Da ricordare la recente ordinanza n. 2594/11, ove la Suprema Corte ha affermato l’indeducibilità dal reddito d’impresa delle sanzioni antitrust, sottolineando che “la funzione punitiva della penalità comminata sarebbe frustrata da un corrispondente risparmio d’imposta, del tutto ingiustificato”.

 

Infine, anche la Corte di Giustizia, nel procedimento C-429/07 del 11 giugno 2009, ha ritenuto che la deducibilità fiscale di un’ammenda inflitta dalla Commissione è fatto idoneo a incidere negativamente sull’efficacia della sanzione irrogata dall’autorità comunitaria garante della concorrenza.

 

Posizione dell’Agenzia delle Entrate

L’orientamento giurisprudenziale prevalente appena descritto va così confermando la posizione assunta dall’Amministrazione finanziaria in ordine all’indeducibilità delle sanzioni antitrust, con particolare riferimento alla:

  • circolare ministeriale 98/2000;

  • risoluzione 89/2001;

  • circolare 55/2002;

  • circolare 42/2005.

In particolare, con quest’ultimo documento, si è precisato che “la rilevanza fiscale dei proventi illeciti e la conseguente deducibilità dei correlati costi di origine illecita (eccezion fatta per i costi riconducibili ad illeciti penalmente rilevanti), non può condurre ad affermare la deducibilità anche degli oneri sostenuti a titolo di sanzione amministrativa.

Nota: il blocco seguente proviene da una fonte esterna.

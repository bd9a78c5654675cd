// SPDX-License-Identifier: GPL-3.0-only

//! Dual-threshold depth segmentation
//!
//! Two policies produce the foreground mask:
//!
//! - [`SegmentationPolicy::BitwiseAnd`]: two independent binary thresholds
//!   (inverted at `near`, regular at `far`) combined with a bitwise AND.
//!   Threshold convention matches OpenCV: `v > t` for binary, `v <= t` for
//!   inverted, so the accepted band is `(far, near]`.
//! - [`SegmentationPolicy::RangeTest`]: a single per-pixel test
//!   `far < v < near`, accepted band `(far, near)`.
//!
//! The policies differ only for samples equal to `near`.

use super::types::{BinaryMask, DepthRaster, MASK_OFF, MASK_ON};
use serde::{Deserialize, Serialize};

/// How the near/far band is applied to the depth raster
#[derive(Debug, Clone, Copy, PartialEq, Eq, Default, Serialize, Deserialize)]
pub enum SegmentationPolicy {
    /// Threshold twice, then AND the two masks
    #[default]
    BitwiseAnd,
    /// Single pass exclusive range test
    RangeTest,
}

impl SegmentationPolicy {
    /// The other policy
    pub fn toggled(self) -> Self {
        match self {
            SegmentationPolicy::BitwiseAnd => SegmentationPolicy::RangeTest,
            SegmentationPolicy::RangeTest => SegmentationPolicy::BitwiseAnd,
        }
    }

    pub fn display_name(&self) -> &'static str {
        match self {
            SegmentationPolicy::BitwiseAnd => "threshold+and",
            SegmentationPolicy::RangeTest => "range test",
        }
    }
}

/// Threshold variants used by the bitwise policy
#[derive(Debug, Clone, Copy, PartialEq, Eq)]
enum ThresholdKind {
    /// `max` where `v > t`, else 0
    Binary,
    /// 0 where `v > t`, else `max`
    BinaryInv,
}

fn threshold(depth: &DepthRaster, t: u8, kind: ThresholdKind) -> Vec<u8> {
    depth
        .as_raw()
        .iter()
        .map(|&v| match (kind, v > t) {
            (ThresholdKind::Binary, true) | (ThresholdKind::BinaryInv, false) => MASK_ON,
            _ => MASK_OFF,
        })
        .collect()
}

/// Segment `depth` into a foreground mask
///
/// The input raster is left untouched; it is consumed again by the point
/// cloud and the outbound composer within the same tick.
pub fn segment(
    depth: &DepthRaster,
    near: u8,
    far: u8,
    policy: SegmentationPolicy,
) -> BinaryMask {
    match policy {
        SegmentationPolicy::BitwiseAnd => {
            let near_mask = threshold(depth, near, ThresholdKind::BinaryInv);
            let far_mask = threshold(depth, far, ThresholdKind::Binary);
            let combined: Vec<u8> = near_mask
                .iter()
                .zip(&far_mask)
                .map(|(a, b)| a & b)
                .collect();
            image::GrayImage::from_raw(depth.width(), depth.height(), combined)
                .map(BinaryMask::from_image)
                .unwrap_or_else(|| BinaryMask::new(depth.width(), depth.height()))
        }
        SegmentationPolicy::RangeTest => {
            BinaryMask::from_predicate(depth, |v| v < near && v > far)
        }
    }
}

#[cfg(test)]
mod tests {
    use super::*;

    fn ramp() -> DepthRaster {
        let data: Vec<u8> = (0..=255u8).collect();
        DepthRaster::from_raw(16, 16, data).unwrap()
    }

    #[test]
    fn test_bitwise_band_includes_near() {
        let mask = segment(&ramp(), 200, 100, SegmentationPolicy::BitwiseAnd);
        let on: Vec<usize> = mask
            .as_raw()
            .iter()
            .enumerate()
            .filter(|(_, v)| **v == MASK_ON)
            .map(|(i, _)| i)
            .collect();
        assert_eq!(on.first(), Some(&101));
        assert_eq!(on.last(), Some(&200));
        assert_eq!(on.len(), 100);
    }

    #[test]
    fn test_range_band_excludes_both_edges() {
        let mask = segment(&ramp(), 200, 100, SegmentationPolicy::RangeTest);
        assert_eq!(mask.count_on(), 99);
        assert!(!mask.is_on(100 % 16, 100 / 16));
        assert!(!mask.is_on(200 % 16, 200 / 16));
        assert!(mask.is_on(150 % 16, 150 / 16));
    }

    #[test]
    fn test_inverted_band_is_empty_for_both_policies() {
        for policy in [SegmentationPolicy::BitwiseAnd, SegmentationPolicy::RangeTest] {
            assert_eq!(segment(&ramp(), 50, 50, policy).count_on(), 0);
            assert_eq!(segment(&ramp(), 40, 90, policy).count_on(), 0);
        }
    }

    #[test]
    fn test_input_not_mutated() {
        let depth = ramp();
        let before = depth.clone();
        let _ = segment(&depth, 230, 70, SegmentationPolicy::BitwiseAnd);
        let _ = segment(&depth, 230, 70, SegmentationPolicy::RangeTest);
        assert_eq!(depth, before);
    }

    #[test]
    fn test_policy_toggle() {
        let policy = SegmentationPolicy::default();
        assert_eq!(policy, SegmentationPolicy::BitwiseAnd);
        assert_eq!(policy.toggled().toggled(), policy);
    }
}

Ciò in quanto le sanzioni:

In primo luogo, costituiscono non costi di origine illecita, bensì il frutto della reazione dell’ordinamento, fondata sulla legge, ad un comportamento illecito;

In secondo luogo, non possono essere considerati costi finalizzati alla produzione di quei proventi.

Occorre distinguere, in altri termini, tra le spese sostenute per porre in essere l’attività e le spese sostenute a causa ed in conseguenza dell’illiceità dell’attività”.

 

Tale distinzione permette di comprendere la natura e la funzione delle sanzioni da illeciti anticoncorrenziali e di distinguerle dai normali costi inerenti l’impresa.

Il che, in coerenza con la prevalente giurisprudenza sopra citata, consente di escluderne la deducibilità in sede di determinazione del reddito d’impresaex articolo 75 e seguenti del Tuir.